WHAT THIS TASK INVOLVES: Up to and including the line that contains "let picked = match", write out each line of the material from its first line, exactly.

=-=-=

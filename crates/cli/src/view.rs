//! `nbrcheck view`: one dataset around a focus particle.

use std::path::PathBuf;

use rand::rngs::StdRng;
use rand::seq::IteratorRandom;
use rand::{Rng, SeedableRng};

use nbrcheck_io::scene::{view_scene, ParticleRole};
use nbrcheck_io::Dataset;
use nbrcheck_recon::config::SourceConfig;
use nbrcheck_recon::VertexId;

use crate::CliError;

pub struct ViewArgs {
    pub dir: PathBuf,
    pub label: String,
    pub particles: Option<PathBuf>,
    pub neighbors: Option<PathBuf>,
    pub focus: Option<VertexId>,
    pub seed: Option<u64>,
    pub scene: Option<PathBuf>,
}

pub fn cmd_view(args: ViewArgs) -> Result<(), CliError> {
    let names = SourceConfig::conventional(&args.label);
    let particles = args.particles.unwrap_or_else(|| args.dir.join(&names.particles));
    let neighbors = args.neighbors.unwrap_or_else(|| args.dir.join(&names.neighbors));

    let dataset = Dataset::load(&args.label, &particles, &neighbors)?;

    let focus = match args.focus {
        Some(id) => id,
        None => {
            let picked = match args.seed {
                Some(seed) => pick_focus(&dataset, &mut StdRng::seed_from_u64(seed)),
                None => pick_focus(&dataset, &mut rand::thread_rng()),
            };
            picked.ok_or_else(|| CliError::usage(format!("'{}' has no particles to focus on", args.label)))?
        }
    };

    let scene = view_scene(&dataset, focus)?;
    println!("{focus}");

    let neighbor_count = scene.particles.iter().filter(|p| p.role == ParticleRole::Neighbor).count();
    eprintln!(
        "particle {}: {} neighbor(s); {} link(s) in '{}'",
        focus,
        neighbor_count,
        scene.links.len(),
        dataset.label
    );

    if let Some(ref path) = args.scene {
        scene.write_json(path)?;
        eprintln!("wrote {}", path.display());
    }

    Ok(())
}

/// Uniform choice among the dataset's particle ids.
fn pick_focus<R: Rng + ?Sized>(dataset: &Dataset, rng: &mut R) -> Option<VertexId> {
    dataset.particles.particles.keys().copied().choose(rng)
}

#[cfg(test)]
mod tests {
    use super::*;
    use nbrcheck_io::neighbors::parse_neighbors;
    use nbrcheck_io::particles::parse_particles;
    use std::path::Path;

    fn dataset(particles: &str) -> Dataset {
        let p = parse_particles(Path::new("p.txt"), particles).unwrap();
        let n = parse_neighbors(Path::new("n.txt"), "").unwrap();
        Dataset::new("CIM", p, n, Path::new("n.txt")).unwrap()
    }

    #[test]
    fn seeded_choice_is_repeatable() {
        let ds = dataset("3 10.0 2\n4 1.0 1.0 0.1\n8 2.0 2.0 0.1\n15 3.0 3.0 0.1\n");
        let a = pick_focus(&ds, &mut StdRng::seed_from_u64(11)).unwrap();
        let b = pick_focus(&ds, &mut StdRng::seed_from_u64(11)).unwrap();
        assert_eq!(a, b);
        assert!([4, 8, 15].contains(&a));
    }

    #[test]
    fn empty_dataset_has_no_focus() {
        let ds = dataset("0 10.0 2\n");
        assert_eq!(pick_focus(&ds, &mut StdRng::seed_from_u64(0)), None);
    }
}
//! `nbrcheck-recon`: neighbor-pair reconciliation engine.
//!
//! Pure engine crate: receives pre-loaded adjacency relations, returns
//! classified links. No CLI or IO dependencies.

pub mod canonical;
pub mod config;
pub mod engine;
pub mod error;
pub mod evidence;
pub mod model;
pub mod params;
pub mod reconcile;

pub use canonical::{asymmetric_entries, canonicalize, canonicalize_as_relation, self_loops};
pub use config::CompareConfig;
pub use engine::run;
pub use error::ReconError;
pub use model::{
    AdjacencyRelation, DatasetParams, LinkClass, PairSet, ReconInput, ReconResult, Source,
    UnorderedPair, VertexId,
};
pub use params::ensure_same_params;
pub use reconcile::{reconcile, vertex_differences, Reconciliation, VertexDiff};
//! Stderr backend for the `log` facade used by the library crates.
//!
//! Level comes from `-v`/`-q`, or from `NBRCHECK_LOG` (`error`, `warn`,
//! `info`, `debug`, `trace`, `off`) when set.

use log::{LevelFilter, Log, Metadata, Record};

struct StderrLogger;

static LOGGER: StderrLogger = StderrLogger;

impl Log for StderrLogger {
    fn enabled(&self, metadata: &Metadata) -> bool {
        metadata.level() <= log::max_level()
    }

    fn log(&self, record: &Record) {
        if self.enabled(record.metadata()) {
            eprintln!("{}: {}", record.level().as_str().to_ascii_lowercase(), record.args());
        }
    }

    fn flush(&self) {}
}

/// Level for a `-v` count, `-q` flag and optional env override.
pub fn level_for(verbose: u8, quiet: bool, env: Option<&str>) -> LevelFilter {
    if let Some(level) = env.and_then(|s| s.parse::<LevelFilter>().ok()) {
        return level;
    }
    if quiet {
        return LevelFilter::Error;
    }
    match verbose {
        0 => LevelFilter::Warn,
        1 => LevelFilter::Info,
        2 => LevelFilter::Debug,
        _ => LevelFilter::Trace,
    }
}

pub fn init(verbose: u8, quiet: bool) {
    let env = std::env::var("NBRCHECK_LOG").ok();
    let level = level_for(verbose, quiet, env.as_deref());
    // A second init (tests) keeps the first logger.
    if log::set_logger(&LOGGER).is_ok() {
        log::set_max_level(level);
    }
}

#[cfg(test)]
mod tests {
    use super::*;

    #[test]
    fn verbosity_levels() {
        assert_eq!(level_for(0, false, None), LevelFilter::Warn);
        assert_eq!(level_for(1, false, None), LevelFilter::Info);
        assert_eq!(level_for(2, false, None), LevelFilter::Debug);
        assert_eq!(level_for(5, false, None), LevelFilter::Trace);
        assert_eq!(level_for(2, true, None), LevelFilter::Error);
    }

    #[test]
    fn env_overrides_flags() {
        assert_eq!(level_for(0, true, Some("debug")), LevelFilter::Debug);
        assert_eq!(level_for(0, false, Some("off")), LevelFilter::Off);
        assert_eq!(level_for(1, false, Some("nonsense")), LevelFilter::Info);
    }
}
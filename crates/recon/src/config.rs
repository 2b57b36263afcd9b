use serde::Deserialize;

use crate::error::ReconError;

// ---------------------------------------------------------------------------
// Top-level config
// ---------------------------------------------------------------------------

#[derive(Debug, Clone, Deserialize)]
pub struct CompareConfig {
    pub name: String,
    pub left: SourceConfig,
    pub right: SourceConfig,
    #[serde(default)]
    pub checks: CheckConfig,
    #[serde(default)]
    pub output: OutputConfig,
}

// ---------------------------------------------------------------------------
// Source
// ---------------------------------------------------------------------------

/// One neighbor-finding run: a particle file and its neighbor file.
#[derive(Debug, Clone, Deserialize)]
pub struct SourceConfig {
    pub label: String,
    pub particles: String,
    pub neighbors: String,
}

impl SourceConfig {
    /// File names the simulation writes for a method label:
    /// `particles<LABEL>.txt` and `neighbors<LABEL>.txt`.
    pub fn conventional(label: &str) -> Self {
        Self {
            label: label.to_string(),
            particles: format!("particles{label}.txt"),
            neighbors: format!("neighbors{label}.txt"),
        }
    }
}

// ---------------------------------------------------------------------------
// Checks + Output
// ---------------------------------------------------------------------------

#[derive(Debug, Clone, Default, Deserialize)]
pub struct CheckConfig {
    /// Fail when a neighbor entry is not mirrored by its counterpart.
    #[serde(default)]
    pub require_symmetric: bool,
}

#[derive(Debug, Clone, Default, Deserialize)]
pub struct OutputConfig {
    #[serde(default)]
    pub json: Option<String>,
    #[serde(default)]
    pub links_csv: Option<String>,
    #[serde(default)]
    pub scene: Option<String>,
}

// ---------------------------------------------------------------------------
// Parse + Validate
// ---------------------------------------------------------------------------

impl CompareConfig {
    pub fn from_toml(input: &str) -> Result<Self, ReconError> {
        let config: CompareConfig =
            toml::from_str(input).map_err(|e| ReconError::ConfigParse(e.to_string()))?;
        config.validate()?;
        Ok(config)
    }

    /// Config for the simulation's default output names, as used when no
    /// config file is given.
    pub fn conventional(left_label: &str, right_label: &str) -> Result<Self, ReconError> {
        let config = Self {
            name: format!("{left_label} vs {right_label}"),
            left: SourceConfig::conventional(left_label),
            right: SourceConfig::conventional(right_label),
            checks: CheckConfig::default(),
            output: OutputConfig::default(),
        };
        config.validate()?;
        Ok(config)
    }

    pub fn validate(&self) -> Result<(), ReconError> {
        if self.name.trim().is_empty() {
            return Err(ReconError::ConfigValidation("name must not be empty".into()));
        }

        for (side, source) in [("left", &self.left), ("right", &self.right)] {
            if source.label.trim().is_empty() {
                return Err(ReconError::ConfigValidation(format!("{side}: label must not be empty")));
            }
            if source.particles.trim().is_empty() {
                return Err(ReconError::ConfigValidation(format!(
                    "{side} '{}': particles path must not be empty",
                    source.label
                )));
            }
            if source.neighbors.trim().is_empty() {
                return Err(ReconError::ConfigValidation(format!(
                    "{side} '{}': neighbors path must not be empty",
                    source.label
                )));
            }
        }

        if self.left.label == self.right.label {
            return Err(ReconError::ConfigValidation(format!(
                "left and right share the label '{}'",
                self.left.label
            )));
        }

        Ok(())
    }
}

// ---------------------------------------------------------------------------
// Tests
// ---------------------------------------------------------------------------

=-=-=

ANSWER FOR THE TASK:
filename crates/cli/src/view.rs
//! `nbrcheck view`: one dataset around a focus particle.

use std::path::PathBuf;

use rand::rngs::StdRng;
use rand::seq::IteratorRandom;
use rand::{Rng, SeedableRng};

use nbrcheck_io::scene::{view_scene, ParticleRole};
use nbrcheck_io::Dataset;
use nbrcheck_recon::config::SourceConfig;
use nbrcheck_recon::VertexId;

use crate::CliError;

pub struct ViewArgs {
    pub dir: PathBuf,
    pub label: String,
    pub particles: Option<PathBuf>,
    pub neighbors: Option<PathBuf>,
    pub focus: Option<VertexId>,
    pub seed: Option<u64>,
    pub scene: Option<PathBuf>,
}

pub fn cmd_view(args: ViewArgs) -> Result<(), CliError> {
    let names = SourceConfig::conventional(&args.label);
    let particles = args.particles.unwrap_or_else(|| args.dir.join(&names.particles));
    let neighbors = args.neighbors.unwrap_or_else(|| args.dir.join(&names.neighbors));

    let dataset = Dataset::load(&args.label, &particles, &neighbors)?;

    let focus = match args.focus {
        Some(id) => id,
        None => {
            let picked = match args.seed {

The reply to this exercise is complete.